*What is expected*
Each entry, in full: reproduce it exactly.

━━━ Records for this exercise ━━━

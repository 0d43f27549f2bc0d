//! Note data access behind the [`NoteStore`] trait.

use std::fmt;

use async_trait::async_trait;
use chrono::{DateTime, Utc};
use sqlx::PgPool;

use super::models::Note;
use crate::error::ServiceError;

/// Data access seam for notes.
///
/// The HTTP layer only sees this trait; the process root passes in the
/// pool-backed [`NoteRepository`], tests substitute an in-memory
/// implementation.
#[async_trait]
pub trait NoteStore: Send + Sync + fmt::Debug {
    /// Inserts a new note. `text` is pre-trimmed and non-empty; the
    /// store assigns `id` and `created_at`.
    ///
    /// # Errors
    ///
    /// Returns [`ServiceError::Store`] on database failure.
    async fn create_note(&self, text: &str) -> Result<(), ServiceError>;

    /// Returns all notes, newest first (strictly descending `id`).
    /// Re-executed fully on each call; nothing is cached.
    ///
    /// # Errors
    ///
    /// Returns [`ServiceError::Store`] on database failure.
    async fn list_notes(&self) -> Result<Vec<Note>, ServiceError>;
}

/// PostgreSQL-backed note repository using `sqlx::PgPool`.
///
/// Connections are checked out per statement and returned to the pool;
/// none is held across requests. Store failures are collapsed into a
/// single generic variant — retries only happen at startup, never here.
#[derive(Debug, Clone)]
pub struct NoteRepository {
    pool: PgPool,
}

impl NoteRepository {
    /// Creates a new repository over the given connection pool.
    #[must_use]
    pub fn new(pool: PgPool) -> Self {
        Self { pool }
    }
}

#[async_trait]
impl NoteStore for NoteRepository {
    async fn create_note(&self, text: &str) -> Result<(), ServiceError> {
        sqlx::query("INSERT INTO notes (text) VALUES ($1)")
            .bind(text)
            .execute(&self.pool)
            .await
            .map_err(|e| ServiceError::Store(e.to_string()))?;
        Ok(())
    }

    async fn list_notes(&self) -> Result<Vec<Note>, ServiceError> {
        let rows = sqlx::query_as::<_, (i64, String, DateTime<Utc>)>(
            "SELECT id, text, created_at FROM notes ORDER BY id DESC",
        )
        .fetch_all(&self.pool)
        .await
        .map_err(|e| ServiceError::Store(e.to_string()))?;

        Ok(rows
            .into_iter()
            .map(|(id, text, created_at)| Note {
                id,
                text,
                created_at,
            })
            .collect())
    }
}
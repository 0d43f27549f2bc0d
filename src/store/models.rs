//! Database models for stored notes.

use chrono::{DateTime, Utc};
use serde::{Deserialize, Serialize};

/// A note row from the `notes` table.
///
/// Rows are immutable once written: no operation in this service
/// updates or deletes them.
#[derive(Debug, Clone, Serialize, Deserialize)]
pub struct Note {
    /// Auto-increment row ID, assigned by the store.
    pub id: i64,
    /// Note body, stored verbatim after trimming.
    pub text: String,
    /// Server-side insertion timestamp.
    pub created_at: DateTime<Utc>,
}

━━━

*Solution below*
repository 0d43f27549f2bc0d
//! Note data access behind the [`NoteStore`] trait.

use std::fmt;

use async_trait::async_trait;
use chrono::{DateTime, Utc};
use sqlx::PgPool;

use super::models::Note;
use crate::error::ServiceError;

/// Data access seam for notes.
///
/// The HTTP layer only sees this trait; the process root passes in the
/// pool-backed [`NoteRepository`], tests substitute an in-memory
/// implementation.
#[async_trait]
pub trait NoteStore: Send + Sync + fmt::Debug {
    /// Inserts a new note. `text` is pre-trimmed and non-empty; the
    /// store assigns `id` and `created_at`.
    ///
    /// # Errors
    ///
    /// Returns [`ServiceError::Store`] on database failure.
    async fn create_note(&self, text: &str) -> Result<(), ServiceError>;

    /// Returns all notes, newest first (strictly descending `id`).
    /// Re-executed fully on each call; nothing is cached.
    ///
    /// # Errors
    ///
    /// Returns [`ServiceError::Store`] on database failure.
    async fn list_notes(&self) -> Result<Vec<Note>, ServiceError>;
}

/// PostgreSQL-backed note repository using `sqlx::PgPool`.
///
/// Connections are checked out per statement and returned to the pool;
/// none is held across requests. Store failures are collapsed into a
/// single generic variant — retries only happen at startup, never here.
#[derive(Debug, Clone)]
pub struct NoteRepository {
    pool: PgPool,
}

impl NoteRepository {
    /// Creates a new repository over the given connection pool.
    #[must_use]
    pub fn new(pool: PgPool) -> Self {
        Self { pool }
    }
}

#[async_trait]
impl NoteStore for NoteRepository {
    async fn create_note(&self, text: &str) -> Result<(), ServiceError> {
        sqlx::query("INSERT INTO notes (text) VALUES ($1)")
            .bind(text)
            .execute(&self.pool)
            .await
            .map_err(|e| ServiceError::Store(e.to_string()))?;
        Ok(())
    }

    async fn list_notes(&self) -> Result<Vec<Note>, ServiceError> {
        let rows = sqlx::query_as::<_, (i64, String, DateTime<Utc>)>(
            "SELECT id, text, created_at FROM notes ORDER BY id DESC",
        )
        .fetch_all(&self.pool)
        .await
        .map_err(|e| ServiceError::Store(e.to_string()))?;

        Ok(rows
            .into_iter()
            .map(|(id, text, created_at)| Note {
                id,
                text,
                created_at,
            })
            .collect())
    }
}
repository 0d43f27549f2bc0d
filename src/store/models.rs
//! Database models for stored notes.

use chrono::{DateTime, Utc};
use serde::{Deserialize, Serialize};

/// A note row from the `notes` table.
///
/// Rows are immutable once written: no operation in this service
/// updates or deletes them.
#[derive(Debug, Clone, Serialize, Deserialize)]
pub struct Note {
    /// Auto-increment row ID, assigned by the store.
    pub id: i64,
    /// Note body, stored verbatim after trimming.
    pub text: String,
    /// Server-side insertion timestamp.
    pub created_at: DateTime<Utc>,
}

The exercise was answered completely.